Interesting thread! Having just become puppy parents ourselves last month, and seeing as it is summer in Arkansas - we have been very careful about exercising our little Beagle-x-whatever, Kaylee, in the hot weather. Problem is, of course, that it's ALWAYS comparatively hot in these parts - and will be until late September at the very earliest. We never go a "big" walk (which means anything more than a stroll in the field behind our house) without her bright fluorescent green water bottle filled up with ice water. I think she now recognizes this water bottle (you can't miss it!), and she has even put her nose to it a few times as if asking for some water (which we promptly give her). We have also many a time resorted to wetting her coat and neck down thoroughly from the bottle when out for a walk to get some evaporative cooling effect happening for the poor girl when she looks particularly hot......

Even with the best will in the world - all we can manage to do for our little pup is a 15-min stroll in the field behind the house in the early AM before we all head to work, and then a 30min-1hr "pack walk" with all three of us in the evening sometime. I'd love to give her more than that......I guess I need to seriously try and start getting up earlier.

Will be curious to see how walking in the winter works......is it recommendable to buy a coat for your dog in the winter to keep them warm when outdoors??

Trin..


----------



## scropper (May 26, 2009)

i'm curious to see how we will walk our dog in the winter too. lol. i'm sure it's ok to put them in a coat, but i'd be more worried about their pads on their feet. those can get chunks of snow stuck in between them and they can get frost bite i think.


----------



## Trin (Aug 13, 2009)

scropper said:


> i'm curious to see how we will walk our dog in the winter too. lol. i'm sure it's ok to put them in a coat, but i'd be more worried about their pads on their feet. those can get chunks of snow stuck in between them and they can get frost bite i think.

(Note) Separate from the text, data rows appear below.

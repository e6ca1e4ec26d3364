//! API error responses

use axum::http::StatusCode;
use axum::response::{IntoResponse, Response};
use axum::Json;
use mkb_store::StoreError;
use mkb_tasks::TaskError;
use serde_json::json;

/// An error already mapped to its HTTP status
#[derive(Debug)]
pub struct ApiError {
    status: StatusCode,
    message: String,
}

impl ApiError {
    #[must_use]
    pub fn new(status: StatusCode, message: impl Into<String>) -> Self {
        Self {
            status,
            message: message.into(),
        }
    }

    #[must_use]
    pub fn bad_request(message: impl Into<String>) -> Self {
        Self::new(StatusCode::BAD_REQUEST, message)
    }

    #[must_use]
    pub fn not_found(message: impl Into<String>) -> Self {
        Self::new(StatusCode::NOT_FOUND, message)
    }
}

impl IntoResponse for ApiError {
    fn into_response(self) -> Response {
        (self.status, Json(json!({ "error": self.message }))).into_response()
    }
}

impl From<StoreError> for ApiError {
    fn from(e: StoreError) -> Self {
        let status = match &e {
            // Traversal attempts look identical to missing files.
            StoreError::NotFound(_) | StoreError::OutsideBase(_) => StatusCode::NOT_FOUND,
            StoreError::InvalidCategory(_) => StatusCode::BAD_REQUEST,
            StoreError::Io { .. } => StatusCode::INTERNAL_SERVER_ERROR,
        };
        Self::new(status, e.to_string())
    }
}

impl From<TaskError> for ApiError {
    fn from(e: TaskError) -> Self {
        let status = match &e {
            TaskError::NotFound(_) => StatusCode::NOT_FOUND,
            TaskError::IllegalTransition { .. } => StatusCode::CONFLICT,
            TaskError::Invalid(_) => StatusCode::BAD_REQUEST,
        };
        Self::new(status, e.to_string())
    }
}

#[cfg(test)]
mod tests {
    use super::*;
    use std::path::PathBuf;

    #[test]
    fn traversal_maps_to_not_found() {
        let err: ApiError = StoreError::OutsideBase(PathBuf::from("../etc")).into();
        assert_eq!(err.status, StatusCode::NOT_FOUND);
    }

    #[test]
    fn illegal_transition_maps_to_conflict() {
        let err: ApiError = TaskError::IllegalTransition {
            id: mkb_tasks::TaskId::new(),
            from: mkb_tasks::TaskStatus::Pending,
            to: mkb_tasks::TaskStatus::Completed,
        }
        .into();
        assert_eq!(err.status, StatusCode::CONFLICT);
    }
}
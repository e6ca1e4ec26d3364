//! Task queue endpoints
//!
//! The approval gate lives here: tasks are created `pending` and only a
//! human approve/deny moves them on. Unknown ids are 404, lifecycle
//! violations 409.

use crate::error::ApiError;
use crate::AppState;
use axum::extract::{Path, State};
use axum::http::StatusCode;
use axum::Json;
use mkb_tasks::{ResearchTask, TaskId, TaskStatus};
use serde::Deserialize;
use serde_json::{json, Value};

fn parse_id(id: &str) -> Result<TaskId, ApiError> {
    TaskId::parse(id).map_err(|_| ApiError::not_found(format!("task not found: {id}")))
}

/// `GET /api/tasks`
pub async fn list(State(state): State<AppState>) -> Json<Vec<ResearchTask>> {
    Json(state.repo.all().await)
}

#[derive(Debug, Deserialize)]
pub struct CreateTaskRequest {
    topic: String,
    #[serde(default)]
    context: String,
    #[serde(default)]
    source_type: Option<String>,
    #[serde(default)]
    source_url: String,
}

/// `POST /api/tasks`
pub async fn create(
    State(state): State<AppState>,
    Json(request): Json<CreateTaskRequest>,
) -> Result<(StatusCode, Json<ResearchTask>), ApiError> {
    let task = ResearchTask::new(request.topic)
        .with_context(request.context)
        .with_source_type(request.source_type.unwrap_or_else(|| "web".to_string()))
        .with_source_url(request.source_url);
    state.repo.insert(task.clone()).await?;
    Ok((StatusCode::CREATED, Json(task)))
}

/// `POST /api/tasks/:id/approve`
pub async fn approve(
    State(state): State<AppState>,
    Path(id): Path<String>,
) -> Result<Json<ResearchTask>, ApiError> {
    let id = parse_id(&id)?;
    let task = state.repo.update_status(id, TaskStatus::Approved).await?;
    Ok(Json(task))
}

#[derive(Debug, Default, Deserialize)]
pub struct DenyRequest {
    #[serde(default)]
    reason: Option<String>,
}

/// `POST /api/tasks/:id/deny`
///
/// The body is optional; a JSON `reason` is logged with the transition.
pub async fn deny(
    State(state): State<AppState>,
    Path(id): Path<String>,
    body: axum::body::Bytes,
) -> Result<Json<ResearchTask>, ApiError> {
    let id = parse_id(&id)?;
    let reason = serde_json::from_slice::<DenyRequest>(&body)
        .ok()
        .and_then(|b| b.reason);
    let task = state.repo.update_status(id, TaskStatus::Denied).await?;
    if let Some(reason) = reason {
        tracing::info!(task = %id, reason, "task denied");
    }
    Ok(Json(task))
}

/// `DELETE /api/tasks/:id`
pub async fn remove(
    State(state): State<AppState>,
    Path(id): Path<String>,
) -> Result<Json<Value>, ApiError> {
    let id = parse_id(&id)?;
    state.repo.delete(id).await;
    Ok(Json(json!({ "deleted": id.to_string() })))
}
//! Task lifecycle state machine
//!
//! ```text
//! pending ──▶ approved ──▶ processing ──▶ completed
//!    │                          │
//!    └──▶ denied                └──▶ error
//! ```
//!
//! `denied`, `completed`, and `error` are terminal. Every status change
//! goes through [`TaskStatus::allowed_transitions`]; anything else is an
//! illegal transition.

use serde::{Deserialize, Serialize};
use std::fmt;

/// Lifecycle state of a research task
#[derive(Debug, Clone, Copy, PartialEq, Eq, Hash, Serialize, Deserialize)]
#[serde(rename_all = "snake_case")]
pub enum TaskStatus {
    /// Submitted, awaiting a human decision
    Pending,
    /// Cleared for the worker
    Approved,
    /// Rejected by a human, terminal
    Denied,
    /// Claimed by the worker
    Processing,
    /// Worker finished, terminal
    Completed,
    /// Worker failed, terminal
    Error,
}

impl TaskStatus {
    /// States reachable from `self` in one step.
    #[must_use]
    pub fn allowed_transitions(self) -> Vec<TaskStatus> {
        match self {
            Self::Pending => vec![Self::Approved, Self::Denied],
            Self::Approved => vec![Self::Processing],
            Self::Processing => vec![Self::Completed, Self::Error],
            Self::Denied | Self::Completed | Self::Error => vec![],
        }
    }

    /// Whether `to` is a legal next state.
    #[inline]
    #[must_use]
    pub fn can_transition_to(self, to: TaskStatus) -> bool {
        self.allowed_transitions().contains(&to)
    }

    /// Whether no further transitions exist.
    #[inline]
    #[must_use]
    pub fn is_terminal(self) -> bool {
        self.allowed_transitions().is_empty()
    }

    /// Lowercase wire name, matching the serde representation.
    #[must_use]
    pub fn as_str(self) -> &'static str {
        match self {
            Self::Pending => "pending",
            Self::Approved => "approved",
            Self::Denied => "denied",
            Self::Processing => "processing",
            Self::Completed => "completed",
            Self::Error => "error",
        }
    }
}

impl fmt::Display for TaskStatus {
    fn fmt(&self, f: &mut fmt::Formatter<'_>) -> fmt::Result {
        f.write_str(self.as_str())
    }
}

#[cfg(test)]
mod tests {
    use super::*;

    #[test]
    fn pending_branches_to_approved_or_denied() {
        assert!(TaskStatus::Pending.can_transition_to(TaskStatus::Approved));
        assert!(TaskStatus::Pending.can_transition_to(TaskStatus::Denied));
        assert!(!TaskStatus::Pending.can_transition_to(TaskStatus::Processing));
        assert!(!TaskStatus::Pending.can_transition_to(TaskStatus::Completed));
    }

    #[test]
    fn approved_only_moves_to_processing() {
        assert_eq!(
            TaskStatus::Approved.allowed_transitions(),
            vec![TaskStatus::Processing]
        );
    }

    #[test]
    fn processing_ends_in_completed_or_error() {
        assert!(TaskStatus::Processing.can_transition_to(TaskStatus::Completed));
        assert!(TaskStatus::Processing.can_transition_to(TaskStatus::Error));
        assert!(!TaskStatus::Processing.can_transition_to(TaskStatus::Approved));
    }

    #[test]
    fn terminal_states_have_no_exits() {
        for status in [TaskStatus::Denied, TaskStatus::Completed, TaskStatus::Error] {
            assert!(status.is_terminal());
        }
        assert!(!TaskStatus::Pending.is_terminal());
        assert!(!TaskStatus::Approved.is_terminal());
        assert!(!TaskStatus::Processing.is_terminal());
    }

    #[test]
    fn wire_names_are_lowercase() {
        assert_eq!(TaskStatus::Pending.to_string(), "pending");
        assert_eq!(TaskStatus::Processing.to_string(), "processing");
        assert_eq!(TaskStatus::Error.to_string(), "error");
    }
}
//! Document-at-rest format
//!
//! A document is UTF-8 text: a `---` fenced header block, an H1 title, and
//! the raw markdown body. Two header conventions coexist across writers —
//! a JSON object (what this store writes) and plain `key: value` lines —
//! so the reader tolerates both. A header that parses as neither degrades
//! to "no metadata"; it never fails the read.

use crate::category::Category;
use serde_json::Value;

/// Open string-keyed metadata serialized alongside the document body
pub type Metadata = serde_json::Map<String, Value>;

/// Parsed in-memory document
#[derive(Debug, Clone, PartialEq)]
pub struct Document {
    /// Category, when known from the document's location
    pub category: Option<Category>,
    /// Title from the H1 heading (or the `title` metadata key)
    pub title: String,
    /// Header metadata; empty if the header was absent or unparseable
    pub metadata: Metadata,
    /// Raw markdown body with header and title heading stripped
    pub body: String,
}

impl Document {
    /// Render the at-rest form: fenced JSON metadata, H1 title, body.
    #[must_use]
    pub fn render(title: &str, body: &str, metadata: &Metadata) -> String {
        let header = serde_json::to_string_pretty(metadata)
            .unwrap_or_else(|_| "{}".to_string());
        format!("---\n{header}\n---\n\n# {title}\n\n{body}")
    }

    /// Parse the at-rest form, tolerating both header conventions.
    #[must_use]
    pub fn parse(text: &str) -> Self {
        let (metadata, rest) = split_header(text);
        let (title_from_heading, body) = split_title(rest);

        let title = title_from_heading
            .or_else(|| {
                metadata
                    .get("title")
                    .and_then(Value::as_str)
                    .map(str::to_string)
            })
            .unwrap_or_default();

        let category = metadata
            .get("category")
            .and_then(Value::as_str)
            .and_then(|s| s.parse().ok());

        Self {
            category,
            title,
            metadata,
            body: body.to_string(),
        }
    }
}

/// Split off a leading `---` fenced header, if present.
fn split_header(text: &str) -> (Metadata, &str) {
    let Some(after_open) = text.strip_prefix("---\n") else {
        return (Metadata::new(), text);
    };
    let Some(close) = after_open.find("\n---\n") else {
        return (Metadata::new(), text);
    };
    let header = &after_open[..close];
    let rest = &after_open[close + "\n---\n".len()..];
    (parse_header(header), rest)
}

/// JSON object first, `key: value` lines second, empty map otherwise.
fn parse_header(header: &str) -> Metadata {
    if let Ok(Value::Object(map)) = serde_json::from_str::<Value>(header) {
        return map;
    }
    let mut map = Metadata::new();
    for line in header.lines() {
        if let Some((key, value)) = line.split_once(':') {
            let key = key.trim();
            if key.is_empty() {
                continue;
            }
            map.insert(
                key.to_string(),
                Value::String(value.trim().to_string()),
            );
        }
    }
    map
}

/// Split off a leading `# ` title heading, if present.
fn split_title(text: &str) -> (Option<String>, &str) {
    let trimmed = text.trim_start_matches('\n');
    if let Some(after_hash) = trimmed.strip_prefix("# ") {
        match after_hash.split_once('\n') {
            Some((title, rest)) => (
                Some(title.trim().to_string()),
                rest.trim_start_matches('\n'),
            ),
            None => (Some(after_hash.trim().to_string()), ""),
        }
    } else {
        (None, trimmed)
    }
}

LOL I don't think that snow pack between the pads wil be much of a problem down here in AR! I think the worst we had last winter was a couple of days with about half an inch of compacted sleet!  Now where you live - maybe a different story!!!

Trin..


----------



## scropper (May 26, 2009)

haha! my bad. i didn't see where you lived. in ohio the snow can get pretty bad. depends on the year.


----------



## hanksimon (Mar 18, 2009)

If you and your dog are not accustomed to the temperature, it is dangerous to walk him in the heat. 

On the other hand, I live in Dallas, TX where the termperature has been in the 100s ! And it was still in the 90s at night. 

However, I see lots of conditioned teenagers preparing for track, running in the afternoon heat, and some of them are running with their dogs, who seem to love it.

I walk my 9 year old retriever every single day. So, his pads are toughened for the hot pavement, and he and I are conditioned for the 100 degree weather. I watch him carefully for how he is panting and whether his tail is wagging high or drooping. And, I give him plenty of water before and after, as well as giving him some place where he can cool off.

When it gets unseasonably hot - like the rare 100 degree weather in February - then I am very careful about walking in the heat, b/c neither of us are conditioned for it at that time.

- Hank Simon


----------